For ASP.NET developers, the big change is probably that the Visual Studio Development Server has been supplanted by IIS Express. IIS Express provides all the features of a Web Server (the Development Server only processed HTTP requests) and should be 100 percent compatible with the full version of IIS (the Development Server applied security slightly differently than IIS did).

I'm a big fan of ASP.NET user controls; so, apparently, is the Visual Studio team. You can now arbitrarily select any set of HTML in a page, right-click and select Extract to User Control, as shown in Figure 4. A dialog box will pop up to let you assign a name and, a few seconds later, your project will have a new user control and your page will be using it.


[Click on image for larger view.]
Figure 4. You can add a new user control to your project by selecting tags in an .aspx file and choosing Extract to User Control from a context menu. In the resulting Save As dialog, you can set the user control name and decide where to save it.
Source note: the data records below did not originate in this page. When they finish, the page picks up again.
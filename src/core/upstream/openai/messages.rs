//! OpenAI Realtime API WebSocket message types.
//!
//! Only the client events the bridge emits and the server events it acts on
//! are typed here. Everything else the server sends is `ServerEvent::Other`
//! and reaches the browser untouched.
//!
//! Client events (sent to server):
//! - session.update
//! - input_audio_buffer.append / commit / clear
//! - conversation.item.create (function_call_output)
//! - response.create / response.cancel
//!
//! Server events (intercepted):
//! - error, session.created
//! - conversation.item.input_audio_transcription.delta / completed
//! - response.created, response.done
//! - response.output_item.added (function_call items)
//! - response.function_call_arguments.delta / done
//! - response.audio.delta / done
//! - response.text.done, response.audio_transcript.done

use base64::prelude::*;
use serde::{Deserialize, Serialize};

use crate::core::upstream::JsonObject;

// =============================================================================
// Session Configuration
// =============================================================================

/// Input audio transcription configuration.
#[derive(Debug, Clone, Serialize, Deserialize)]
pub struct InputAudioTranscription {
    /// Transcription model (e.g., "whisper-1")
    pub model: String,
}

/// Turn detection configuration.
#[derive(Debug, Clone, Serialize, Deserialize)]
#[serde(tag = "type")]
pub enum TurnDetection {
    /// Server-side VAD
    #[serde(rename = "server_vad")]
    ServerVad {
        threshold: f32,
        prefix_padding_ms: u32,
        silence_duration_ms: u32,
        /// The bridge requests generations itself after finalizing a turn
        create_response: bool,
        /// Barge-in is driven by the client's `interrupt`
        interrupt_response: bool,
    },
}

/// A function call result added to the conversation.
#[derive(Debug, Clone, Serialize)]
pub struct FunctionCallOutputItem {
    #[serde(rename = "type")]
    pub item_type: &'static str,
    pub call_id: String,
    pub output: String,
}

impl FunctionCallOutputItem {
    pub fn new(call_id: impl Into<String>, output: impl Into<String>) -> Self {
        Self {
            item_type: "function_call_output",
            call_id: call_id.into(),
            output: output.into(),
        }
    }
}

// =============================================================================
// Client Events (sent to server)
// =============================================================================

/// Client events sent to the OpenAI Realtime API.
#[derive(Debug, Clone, Serialize)]
#[serde(tag = "type")]
pub enum ClientEvent {
    /// Update session configuration
    #[serde(rename = "session.update")]
    SessionUpdate { session: JsonObject },

    /// Append audio to input buffer
    #[serde(rename = "input_audio_buffer.append")]
    InputAudioBufferAppend {
        /// Base64-encoded audio data
        audio: String,
    },

    /// Commit the input audio buffer
    #[serde(rename = "input_audio_buffer.commit")]
    InputAudioBufferCommit,

    /// Clear the input audio buffer
    #[serde(rename = "input_audio_buffer.clear")]
    InputAudioBufferClear,

    /// Create a conversation item
    #[serde(rename = "conversation.item.create")]
    ConversationItemCreate { item: FunctionCallOutputItem },

    /// Create a response
    #[serde(rename = "response.create")]
    ResponseCreate {
        #[serde(skip_serializing_if = "Option::is_none")]
        response: Option<JsonObject>,
    },

    /// Cancel the current response
    #[serde(rename = "response.cancel")]
    ResponseCancel,
}

impl ClientEvent {
    /// Create an audio append event from raw bytes.
    pub fn audio_append(data: &[u8]) -> Self {
        ClientEvent::InputAudioBufferAppend {
            audio: BASE64_STANDARD.encode(data),
        }
    }
}

// =============================================================================
// Server Events (received from server)
// =============================================================================

/// Server events the bridge acts on.
#[derive(Debug, Clone, Deserialize)]
#[serde(tag = "type")]
pub enum ServerEvent {
    #[serde(rename = "error")]
    Error { error: ApiError },

    #[serde(rename = "session.created")]
    SessionCreated { session: SessionInfo },

    #[serde(rename = "conversation.item.input_audio_transcription.delta")]
    TranscriptionDelta {
        #[serde(default)]
        item_id: Option<String>,
        delta: String,
    },

    #[serde(rename = "conversation.item.input_audio_transcription.completed")]
    TranscriptionCompleted {
        #[serde(default)]
        item_id: Option<String>,
        transcript: String,
    },

    #[serde(rename = "response.created")]
    ResponseCreated { response: ResponseInfo },

    #[serde(rename = "response.done")]
    ResponseDone { response: ResponseInfo },

    #[serde(rename = "response.output_item.added")]
    OutputItemAdded { item: OutputItem },

    #[serde(rename = "response.function_call_arguments.delta")]
    FunctionCallArgumentsDelta { call_id: String, delta: String },

    #[serde(rename = "response.function_call_arguments.done")]
    FunctionCallArgumentsDone {
        call_id: String,
        #[serde(default)]
        name: Option<String>,
        #[serde(default)]
        arguments: String,
    },

    #[serde(rename = "response.audio.delta")]
    AudioDelta { response_id: String },

    #[serde(rename = "response.audio.done")]
    AudioDone { response_id: String },

    #[serde(rename = "response.text.done")]
    TextDone { text: String },

    #[serde(rename = "response.audio_transcript.done")]
    AudioTranscriptDone { transcript: String },

    /// Anything else
    #[serde(other)]
    Other,
}

/// API error details.
#[derive(Debug, Clone, Deserialize)]
pub struct ApiError {
    #[serde(default, rename = "type")]
    pub error_type: Option<String>,
    #[serde(default)]
    pub code: Option<String>,
    #[serde(default)]
    pub message: String,
}

/// Session information.
#[derive(Debug, Clone, Deserialize)]
pub struct SessionInfo {
    #[serde(default)]
    pub id: String,
}

/// Response information.
#[derive(Debug, Clone, Deserialize)]
pub struct ResponseInfo {
    #[serde(default)]
    pub id: String,
    #[serde(default)]
    pub status: Option<String>,
}

/// Output item header, as announced by `response.output_item.added`.
#[derive(Debug, Clone, Deserialize)]
pub struct OutputItem {
    #[serde(rename = "type")]
    pub item_type: String,
    #[serde(default)]
    pub call_id: Option<String>,
    #[serde(default)]
    pub name: Option<String>,
}
//! Per-session state machine.
//!
//! [`ConnectionSupervisor::handle`] applies one input and returns the effects
//! the driver must perform, in order. It never blocks and never touches a
//! socket, so every ordering property of a session can be checked by feeding
//! inputs and inspecting effects.

use serde::{Deserialize, Serialize};
use serde_json::{Value, json};
use std::collections::{HashSet, VecDeque};
use std::mem;
use std::sync::Arc;
use std::time::Duration;
use tracing::{debug, info, warn};

use super::audio::AudioRelay;
use super::model::{Lifecycle, Session, Turn};
use super::multiplexer::OutboundMultiplexer;
use super::protocol::{BridgeEvent, ClientControlMessage, ClientFrame, ClientRoute};
use super::router::{self, RoutedFrame};
use super::tools::{ReadyCall, ToolCallAggregator};
use super::turn::{DEFAULT_QUIET_PERIOD, FragmentOutcome, TurnAccumulator};
use crate::core::tools::unknown_tool_output;
use crate::core::upstream::{JsonObject, UpstreamCodec, UpstreamError, UpstreamEvent, UpstreamOp};
use crate::errors::BridgeError;

/// How tool-result resumes share the upstream generation channel.
#[derive(Debug, Clone, Copy, PartialEq, Eq, Default, Serialize, Deserialize)]
#[serde(rename_all = "lowercase")]
pub enum ResumePolicy {
    /// One generation at a time; resumes queue in announcement order
    #[default]
    Serialized,
    /// Each result resumes generation as soon as it is reported
    Independent,
}

/// Fixed parameters of one session.
#[derive(Debug, Clone)]
pub struct SessionSettings {
    pub session_id: String,
    pub quiet_period: Duration,
    /// Sent as `session.update` once the upstream opens
    pub initial_session: JsonObject,
    /// Defaults for every generation request
    pub response_defaults: JsonObject,
    pub known_tools: HashSet<String>,
    pub resume_policy: ResumePolicy,
}

impl SessionSettings {
    pub fn new(session_id: impl Into<String>) -> Self {
        Self {
            session_id: session_id.into(),
            quiet_period: DEFAULT_QUIET_PERIOD,
            initial_session: JsonObject::new(),
            response_defaults: JsonObject::new(),
            known_tools: HashSet::new(),
            resume_policy: ResumePolicy::default(),
        }
    }
}

/// Everything that can happen to a session.
#[derive(Debug, Clone, PartialEq)]
pub enum SessionInput {
    ClientFrame(ClientFrame),
    ClientClosed,
    UpstreamOpened,
    UpstreamFrame(String),
    /// Upstream closed, failed, or could not be opened
    UpstreamClosed { error: UpstreamError },
    FinalizeTimerFired { epoch: u64 },
    ToolCompleted { call_id: String, output: Value },
    /// Server-side close, e.g. idle timeout
    Shutdown { reason: String, message: String },
}

/// Work for the driver.
#[derive(Debug, Clone, PartialEq)]
pub enum Effect {
    Client(ClientRoute),
    Upstream(UpstreamOp),
    ArmFinalizeTimer { epoch: u64, after: Duration },
    DisarmFinalizeTimer,
    DispatchTool {
        call_id: String,
        name: String,
        arguments: Value,
    },
    CloseUpstream,
}

#[derive(Debug, Clone, PartialEq)]
enum GenerationRequest {
    UserTurn,
    ToolResume { call_id: String },
    Client(Option<JsonObject>),
}

struct Notice {
    message: String,
    details: Option<Value>,
    reason: String,
}

pub struct ConnectionSupervisor {
    session: Session,
    settings: SessionSettings,
    early_frames: VecDeque<ClientFrame>,
    turns: TurnAccumulator,
    tools: ToolCallAggregator,
    audio: AudioRelay,
    mux: OutboundMultiplexer,
    /// A generation is in flight upstream
    generating: bool,
    /// `response.create` sent, `response.created` not yet seen
    awaiting_ack: bool,
    pending_generations: VecDeque<GenerationRequest>,
    /// Set by `interrupt`; tool resumes are dropped until the next turn
    suppressed: bool,
    assistant_text: String,
    response_calls: Vec<String>,
    torn_down: bool,
}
There's not much I can imagine being done with Intelli¬Sense, but Visual Studio 11 does show some major improvements in .aspx files. The Intelli¬Sense lists when adding elements are much shorter, because invalid elements are now automatically omitted. If you change an element type, its corresponding open or close tag is automatically rewritten.

JavaScript development moves closer and closer to what server-side developers take for granted in compiled data-type languages. JavaScript brace matching is now included and IntelliSense in JavaScript seems marginally better (there are essential limitations to IntelliSense in a non-data-type language). The big improvement in JavaScript is a Go To Definition option when you click on a variable or function name that takes you to the item's declaration.

A number of changes to Testing promise to make life easier and integrate better with developer's lives. Test Manager adds exploratory tests to both the Professional and Ultimate editions. With exploratory tests, you can start running your app and associate it with, for instance, a user story. Any actions you perform are recorded in a test script you can incorporate into your automated testing. As you find bugs, you can record them and they'll automatically be associated with the user story. The feature I like best? If you find something interesting during the test run and want to wander off on a tangent, you can stop recording to play with your application.

If you're using test agents running on multiple computers to provide stress testing, Lab Manager will now reach over to those computers and install the agents for you.

If this is a review (and it is), I should be able to sum up the product's value. Even if you don't intend to upgrade to the .NET Framework 4.5, the upgrade to Visual Studio 11 is well worth considering (something that I didn't feel about the previous version of Visual Studio).

The upgrade to the .NET Framewrok 4.5 isn't as easy a choice. If you're building services, the enhancements to WCF are excellent, and it's worth moving to the new version as soon as it comes out. The other changes are certainly worthwhile and you won't be sorry if you upgrade, but I haven't seen anything compelling -- unless you want to create Windows 8 Metro-style applications. If that's your goal, then of course you'll want both Visual Studio 11 and the .NET Framework 4.5. As to creating applications in JavaScript... I'll let you make up your own mind. I've had enough abuse.